WHAT YOU ARE ASKED TO DO
From the entries below, copy every line that has the word "trim".
══════════
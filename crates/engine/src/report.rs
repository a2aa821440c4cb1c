//! CSV transfer report: summary of the selected period, its rows, and the
//! transfers currently loaded.

use api_types::{grafik::{ChartSeriesPoint, Period}, transfer::TransferRecord};
use chrono::{NaiveDate, NaiveDateTime};
use csv::WriterBuilder;
use rust_decimal::Decimal;
use serde::Serialize;

use crate::{ResultEngine, aggregates::period_chart_totals, dates};

#[derive(Serialize)]
struct PeriodRow<'a> {
    tanggal: &'a str,
    total: i64,
    total_nominal: Decimal,
    total_biaya: Decimal,
    total_all: Decimal,
}

#[derive(Serialize)]
struct DetailRow<'a> {
    tanggal: String,
    bank_tujuan: &'a str,
    nomor_rekening: &'a str,
    nama_pemilik: &'a str,
    nominal: Decimal,
    biaya: Decimal,
    total: Decimal,
    status: &'static str,
}

pub fn transfer_report(
    period: Period,
    printed_at: NaiveDateTime,
    series: &[ChartSeriesPoint],
    transfers: &[TransferRecord],
) -> ResultEngine<Vec<u8>> {
    let totals = period_chart_totals(series);
    let mut writer = WriterBuilder::new()
        .flexible(true)
        .has_headers(false)
        .from_writer(vec![]);

    writer.write_record(["LAPORAN TRANSFER"])?;
    writer.write_record([format!("Periode: {}", period.label())])?;
    writer.write_record([format!(
        "Dicetak pada: {}",
        printed_at.format("%d/%m/%Y %H:%M:%S")
    )])?;
    writer.write_record([""])?;
    writer.write_record(["RINGKASAN"])?;
    writer.write_record(["Total Jumlah Transaksi".to_string(), totals.count.to_string()])?;
    writer.write_record([
        "Total Nominal Transfer".to_string(),
        totals.total_nominal.to_string(),
    ])?;
    writer.write_record(["Total Biaya Admin".to_string(), totals.total_biaya.to_string()])?;
    writer.write_record(["Total Keseluruhan".to_string(), totals.total_all.to_string()])?;
    writer.write_record([""])?;

    writer.write_record(["DATA PERIODE"])?;
    writer.write_record([
        "Tanggal",
        "Jumlah Transaksi",
        "Total Nominal",
        "Total Biaya",
        "Total",
    ])?;
    for point in series {
        writer.serialize(PeriodRow {
            tanggal: point.tanggal.as_deref().unwrap_or("-"),
            total: point.total,
            total_nominal: point.total_nominal,
            total_biaya: point.total_biaya,
            total_all: point.total_all,
        })?;
    }
    writer.write_record([""])?;

    writer.write_record(["DETAIL TRANSAKSI"])?;
    writer.write_record([
        "Tanggal",
        "Bank",
        "Nomor Rekening",
        "Nama Pemilik",
        "Nominal",
        "Biaya",
        "Total",
        "Status",
    ])?;
    for transfer in transfers {
        writer.serialize(DetailRow {
            tanggal: dates::display_tanggal(&transfer.tanggal),
            bank_tujuan: &transfer.bank_tujuan,
            nomor_rekening: &transfer.nomor_rekening,
            nama_pemilik: &transfer.nama_pemilik,
            nominal: transfer.nominal,
            biaya: transfer.biaya,
            total: transfer.total(),
            status: transfer.status().label(),
        })?;
    }

    writer
        .into_inner()
        .map_err(|err| crate::EngineError::Report(err.to_string()))
}

pub fn file_name(period: Period, date: NaiveDate) -> String {
    format!(
        "laporan-transfer-{}-{}.csv",
        period.label(),
        date.format("%Y-%m-%d")
    )
}

#[cfg(test)]
mod tests {
    use super::*;

    #[test]
    fn report_contains_summary_period_rows_and_details() {
        let series = vec![
            ChartSeriesPoint {
                tanggal: Some("2024-05-01".to_string()),
                total: 2,
                total_nominal: Decimal::new(300_000, 0),
                total_biaya: Decimal::new(10_000, 0),
                total_all: Decimal::new(310_000, 0),
            },
            ChartSeriesPoint {
                tanggal: None,
                total: 1,
                ..ChartSeriesPoint::default()
            },
        ];
        let transfers = vec![TransferRecord {
            id: 1,
            tanggal: "2024-05-01".to_string(),
            bank_tujuan: "BNI".to_string(),
            nomor_rekening: "555".to_string(),
            nama_pemilik: "Rina".to_string(),
            nominal: Decimal::new(300_000, 0),
            biaya: Decimal::new(10_000, 0),
            keterangan: None,
            status: None,
            cashier_id: None,
        }];
        let printed_at = NaiveDate::from_ymd_opt(2024, 5, 2)
            .unwrap()
            .and_hms_opt(9, 0, 0)
            .unwrap();

        let bytes = transfer_report(Period::Harian, printed_at, &series, &transfers).unwrap();
        let text = String::from_utf8(bytes).unwrap();
        let lines: Vec<&str> = text.lines().collect();

        assert_eq!(lines[0], "LAPORAN TRANSFER");
        assert_eq!(lines[1], "Periode: Harian");
        assert!(lines.contains(&"Total Jumlah Transaksi,3"));
        assert!(lines.contains(&"Total Keseluruhan,310000"));
        assert!(lines.contains(&"2024-05-01,2,300000,10000,310000"));
        assert!(lines.contains(&"-,1,0,0,0"));
        assert!(lines.contains(&"01/05/2024,BNI,555,Rina,300000,10000,310000,Pending"));
        assert_eq!(
            file_name(Period::Harian, NaiveDate::from_ymd_opt(2024, 5, 2).unwrap()),
            "laporan-transfer-Harian-2024-05-02.csv"
        );
    }
}
//! User model for storage and API.

use serde::{Deserialize, Serialize};

/// User profile stored in Firestore.
#[derive(Debug, Clone, Serialize, Deserialize)]
pub struct User {
    /// Strava athlete ID (also used as document ID)
    pub strava_athlete_id: u64,
    /// First name
    pub firstname: String,
    /// Last name
    pub lastname: String,
    /// Profile picture URL
    pub profile_picture: Option<String>,
    /// When user first connected
    pub created_at: String,
    /// Last sign-in timestamp
    pub last_active: String,
}

impl User {
    /// Name shown in the dashboard header.
    pub fn display_name(&self) -> String {
        let full = format!("{} {}", self.firstname.trim(), self.lastname.trim());
        let full = full.trim();
        if full.is_empty() {
            "Athlete".to_string()
        } else {
            full.to_string()
        }
    }
}

/// User's Strava OAuth token pair.
#[derive(Debug, Clone, Serialize, Deserialize)]
pub struct UserTokens {
    pub access_token: String,
    pub refresh_token: String,
    /// When the access token expires (Unix seconds, as Strava reports it)
    pub expires_at: i64,
    /// Granted OAuth scopes
    pub scopes: Vec<String>,
}
impl StravaService {
    pub fn new(client: StravaClient, db: FirestoreDb, activity_cache_ttl: Duration) -> Self {
        Self {
            client,
            db,
            token_cache: Arc::new(DashMap::new()),
            refresh_locks: Arc::new(DashMap::new()),
            activity_cache: Arc::new(ActivityCache::new(activity_cache_ttl)),
        }
    }

    pub fn from_config(config: &Config, db: FirestoreDb) -> Self {
        Self::new(
            StravaClient::from_config(config),
            db,
            Duration::from_secs(config.activity_cache_ttl_secs),
        )
    }

    // ─── Token Management ────────────────────────────────────────────────────

    /// Get a valid (non-expiring) access token for the given athlete.
    ///
    /// 1. Check in-memory cache (no I/O)
    /// 2. Acquire per-user lock and re-check the cache
    /// 3. Load tokens from the store
    /// 4. Refresh with Strava if within the margin, then persist
    pub async fn get_valid_access_token(&self, athlete_id: u64) -> Result<String, AppError> {
        if let Some(token) = self.cached_token(athlete_id) {
            return Ok(token);
        }

        let lock = self
            .refresh_locks
            .entry(athlete_id)
            .or_insert_with(|| Arc::new(Mutex::new(())))
            .clone();

        let _guard = lock.lock().await;

        // Another task may have refreshed while we were waiting.
        if let Some(token) = self.cached_token(athlete_id) {
            return Ok(token);
        }

        let tokens = self.db.get_tokens(athlete_id).await?.ok_or_else(|| {
            AppError::NotFound(format!("No Strava account linked for athlete {}", athlete_id))
        })?;

        if !needs_refresh(tokens.expires_at, unix_now()) {
            self.cache_token(athlete_id, &tokens.access_token, tokens.expires_at);
            return Ok(tokens.access_token);
        }

        tracing::info!(athlete_id, "Access token expiring, refreshing");

        // If another instance already refreshed, Strava rejects the old
        // refresh token; the winner's pair is in the store.
        let refreshed = match self.client.refresh_token(&tokens.refresh_token).await {
            Ok(t) => t,
            Err(AppError::StravaApi(ref msg)) if msg.contains("invalid_grant") => {
                tracing::info!(athlete_id, "Refresh token already rotated, reloading from store");
                return self.reload_from_db(athlete_id).await;
            }
            Err(e) => {
                tracing::warn!(athlete_id, error = %e, "Token refresh failed");
                return Err(e);
            }
        };

        let updated = UserTokens {
            access_token: refreshed.access_token,
            refresh_token: refreshed.refresh_token,
            expires_at: refreshed.expires_at,
            scopes: tokens.scopes,
        };
        self.db.set_tokens(athlete_id, &updated).await?;
        self.cache_token(athlete_id, &updated.access_token, updated.expires_at);

        tracing::info!(athlete_id, expires_at = updated.expires_at, "Token refreshed");
        Ok(updated.access_token)
    }

    fn cached_token(&self, athlete_id: u64) -> Option<String> {
        self.token_cache
            .get(&athlete_id)
            .filter(|cached| !needs_refresh(cached.expires_at, unix_now()))
            .map(|cached| cached.access_token.clone())
    }

    fn cache_token(&self, athlete_id: u64, access_token: &str, expires_at: i64) {
        self.token_cache.insert(
            athlete_id,
            CachedToken {
                access_token: access_token.to_string(),
                expires_at,
            },
        );
    }

    async fn reload_from_db(&self, athlete_id: u64) -> Result<String, AppError> {
        let tokens = self
            .db
            .get_tokens(athlete_id)
            .await?
            .filter(|t| !needs_refresh(t.expires_at, unix_now()))
            .ok_or_else(|| AppError::StravaApi(AppError::STRAVA_TOKEN_ERROR.to_string()))?;

        self.cache_token(athlete_id, &tokens.access_token, tokens.expires_at);
        Ok(tokens.access_token)
    }

    /// Drop a cached token Strava rejected so the next call reloads it.
    fn forget_rejected_token(&self, athlete_id: u64, err: &AppError) {
        if err.is_strava_token_error() {
            self.token_cache.remove(&athlete_id);
        }
    }

    // ─── OAuth Callback Handling ─────────────────────────────────────────────

    /// Exchange the code, store the athlete's profile and tokens.
    pub async fn handle_oauth_callback(&self, code: &str) -> Result<OAuthResult, AppError> {
        let exchange = self.client.exchange_code(code).await?;
        let athlete = exchange.athlete;
        let athlete_id = athlete.id;
        let now = format_utc_rfc3339(chrono::Utc::now());

        let created_at = match self.db.get_user(athlete_id).await {
            Ok(Some(existing)) => existing.created_at,
            Ok(None) => now.clone(),
            Err(e) => {
                tracing::warn!(athlete_id, error = %e, "Failed to load existing user");
                now.clone()
            }
        };

        let user = User {
            strava_athlete_id: athlete_id,
            firstname: athlete.firstname.unwrap_or_default(),
            lastname: athlete.lastname.unwrap_or_default(),
            profile_picture: athlete.profile,
            created_at,
            last_active: now,
        };

        if let Err(e) = self.db.upsert_user(&user).await {
            tracing::warn!(error = %e, "Failed to store user profile, continuing anyway");
        }

        let tokens = UserTokens {
            access_token: exchange.access_token,
            refresh_token: exchange.refresh_token,
            expires_at: exchange.expires_at,
            scopes: OAUTH_SCOPES.split(',').map(str::to_string).collect(),
        };
        self.db.set_tokens(athlete_id, &tokens).await?;
        self.cache_token(athlete_id, &tokens.access_token, tokens.expires_at);
        self.activity_cache.evict(athlete_id);

        tracing::info!(athlete_id, "OAuth callback handled, user and tokens stored");

        Ok(OAuthResult {
            athlete_id,
            firstname: user.firstname,
            lastname: user.lastname,
        })
    }

    // ─── API Wrappers ────────────────────────────────────────────────────────

    /// The athlete's latest activities for the dashboard.
    ///
    /// Never fails: any problem is logged and yields an empty list.
    pub async fn recent_activities(&self, athlete_id: u64) -> Vec<StravaActivity> {
        if let Some(cached) = self.activity_cache.list(athlete_id) {
            return cached;
        }

        match self.fetch_recent_activities(athlete_id).await {
            Ok(activities) => {
                tracing::debug!(athlete_id, count = activities.len(), "Fetched activities");
                self.activity_cache.store_list(athlete_id, activities.clone());
                activities
            }
            Err(e) => {
                tracing::warn!(athlete_id, error = %e, "Failed to fetch activities");
                Vec::new()
            }
        }
    }

    async fn fetch_recent_activities(&self, athlete_id: u64) -> Result<Vec<StravaActivity>, AppError> {
        let access_token = self.get_valid_access_token(athlete_id).await?;
        self.client
            .list_activities(&access_token, 1, RECENT_ACTIVITIES_PER_PAGE)
            .await
            .inspect_err(|e| self.forget_rejected_token(athlete_id, e))
    }

    /// Get a detailed activity by ID.
    pub async fn get_activity(
        &self,
        athlete_id: u64,
        activity_id: u64,
    ) -> Result<StravaActivity, AppError> {
        if let Some(cached) = self.activity_cache.detail(athlete_id, activity_id) {
            return Ok(cached);
        }

        let access_token = self.get_valid_access_token(athlete_id).await?;
        let activity = self
            .client
            .get_activity(&access_token, activity_id)
            .await
            .inspect_err(|e| self.forget_rejected_token(athlete_id, e))?;

        self.activity_cache.store_detail(athlete_id, activity.clone());
        Ok(activity)
    }

    /// Forget the athlete's Strava link.
    ///
    /// Tokens are deleted from the store first; Strava deauthorization is
    /// best effort. Returns `false` when nothing was linked.
    pub async fn revoke(&self, athlete_id: u64) -> Result<bool, AppError> {
        let tokens = self.db.get_tokens(athlete_id).await?;
        self.db.delete_tokens(athlete_id).await?;
        self.token_cache.remove(&athlete_id);
        self.activity_cache.evict(athlete_id);

        let Some(tokens) = tokens else {
            return Ok(false);
        };

        let mut access_token = tokens.access_token;
        if needs_refresh(tokens.expires_at, unix_now()) {
            match self.client.refresh_token(&tokens.refresh_token).await {
                Ok(refreshed) => access_token = refreshed.access_token,
                Err(e) => {
                    tracing::warn!(athlete_id, error = %e, "Refresh before deauthorization failed");
                }
            }
        }

        if let Err(e) = self.client.deauthorize(&access_token).await {
            tracing::warn!(athlete_id, error = %e, "Strava deauthorization failed (ignored)");
        }

        tracing::info!(athlete_id, "Strava link revoked");
        Ok(true)
    }
}
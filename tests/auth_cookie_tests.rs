// SPDX-License-Identifier: MIT
// Copyright 2026 Roland Dreier <roland@rolandd.dev>

//! Auth cookie attribute tests.
//!
//! Removal cookies on logout must carry the same path, domain and flags the
//! cookies were created with, or browsers keep the originals.

use axum::{
    body::Body,
    http::{header, Request, StatusCode},
};
use tower::ServiceExt;

mod common;

const ALL_COOKIES: &str = "statcard_session=test; statcard_logged_in=1; statcard_oauth_nonce=nonce";

fn logout_request(uri: &str, cookie: &str) -> Request<Body> {
    Request::builder()
        .method("POST")
        .uri(uri)
        .header(header::COOKIE, cookie)
        .body(Body::empty())
        .unwrap()
}

#[tokio::test]
async fn test_logout_cookie_removal_localhost_attributes() {
    let (app, _) = common::create_test_app_with_frontend_url("http://localhost:5173");

    let response = app
        .oneshot(logout_request("/auth/logout", ALL_COOKIES))
        .await
        .unwrap();

    assert_eq!(response.status(), StatusCode::NO_CONTENT);

    let set_cookies = common::set_cookie_headers(&response);
    let session = common::find_cookie(&set_cookies, "statcard_session");
    let hint = common::find_cookie(&set_cookies, "statcard_logged_in");
    let nonce = common::find_cookie(&set_cookies, "statcard_oauth_nonce");

    assert!(session.contains("Path=/"));
    assert!(session.contains("HttpOnly"));
    assert!(session.contains("SameSite=Lax"));
    assert!(session.contains("Max-Age=0"));
    assert!(!session.contains("Secure"));
    assert!(!session.contains("Domain="));

    assert!(hint.contains("Path=/"));
    assert!(hint.contains("SameSite=Lax"));
    assert!(hint.contains("Max-Age=0"));
    assert!(!hint.contains("HttpOnly"));
    assert!(!hint.contains("Secure"));
    assert!(!hint.contains("Domain="));

    assert!(nonce.contains("Path=/auth/strava/callback"));
    assert!(nonce.contains("HttpOnly"));
    assert!(nonce.contains("Max-Age=0"));
    assert!(!nonce.contains("Secure"));
}

#[tokio::test]
async fn test_logout_cookie_removal_production_domain_attributes() {
    let (app, _) = common::create_test_app_with_frontend_url("https://cards.statcard.app");

    let response = app
        .oneshot(logout_request("/auth/logout", ALL_COOKIES))
        .await
        .unwrap();

    assert_eq!(response.status(), StatusCode::NO_CONTENT);

    let set_cookies = common::set_cookie_headers(&response);
    let session = common::find_cookie(&set_cookies, "statcard_session");
    let hint = common::find_cookie(&set_cookies, "statcard_logged_in");
    let nonce = common::find_cookie(&set_cookies, "statcard_oauth_nonce");

    assert!(session.contains("HttpOnly"));
    assert!(session.contains("Secure"));
    assert!(session.contains("Max-Age=0"));
    assert!(!session.contains("Domain="));

    assert!(hint.contains("Secure"));
    assert!(hint.contains("Max-Age=0"));
    assert!(hint.contains("Domain=statcard.app"));
    assert!(!hint.contains("HttpOnly"));

    assert!(nonce.contains("Path=/auth/strava/callback"));
    assert!(nonce.contains("Secure"));
    assert!(!nonce.contains("Domain="));
}

#[tokio::test]
async fn test_logout_without_session_still_succeeds() {
    let (app, _) = common::create_test_app();

    let response = app
        .oneshot(logout_request("/auth/logout?revoke=true", ""))
        .await
        .unwrap();

    assert_eq!(response.status(), StatusCode::NO_CONTENT);
}

#[tokio::test]
async fn test_logout_with_revoke_deletes_tokens_and_deauthorizes() {
    let (app, state, mock) = common::create_test_app_with_mock_strava().await;
    common::store_tokens(&state, common::ATHLETE_ID, "access-stored", 3600).await;

    let response = app
        .oneshot(logout_request(
            "/auth/logout?revoke=true",
            &common::session_cookie(common::ATHLETE_ID),
        ))
        .await
        .unwrap();

    assert_eq!(response.status(), StatusCode::NO_CONTENT);
    assert!(state.db.get_tokens(common::ATHLETE_ID).await.unwrap().is_none());
    assert_eq!(mock.deauthorizations(), 1);
    assert_eq!(mock.refreshes(), 0);
}

#[tokio::test]
async fn test_plain_logout_keeps_tokens() {
    let (app, state, mock) = common::create_test_app_with_mock_strava().await;
    common::store_tokens(&state, common::ATHLETE_ID, "access-stored", 3600).await;

    let response = app
        .oneshot(logout_request(
            "/auth/logout",
            &common::session_cookie(common::ATHLETE_ID),
        ))
        .await
        .unwrap();

    assert_eq!(response.status(), StatusCode::NO_CONTENT);
    assert!(state.db.get_tokens(common::ATHLETE_ID).await.unwrap().is_some());
    assert_eq!(mock.deauthorizations(), 0);
}

#[tokio::test]
async fn test_hint_cookie_host_only_on_shared_hosting() {
    let (app, _) = common::create_test_app_with_frontend_url("https://statcard.vercel.app");

    let response = app
        .oneshot(logout_request("/auth/logout", ALL_COOKIES))
        .await
        .unwrap();

    assert_eq!(response.status(), StatusCode::NO_CONTENT);
    let set_cookies = common::set_cookie_headers(&response);
    let hint = common::find_cookie(&set_cookies, "statcard_logged_in");
    assert!(hint.contains("Max-Age=0"));
    assert!(!hint.contains("Domain="));
}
══════════
REPLY
        let full = format!("{} {}", self.firstname.trim(), self.lastname.trim());
        let full = full.trim();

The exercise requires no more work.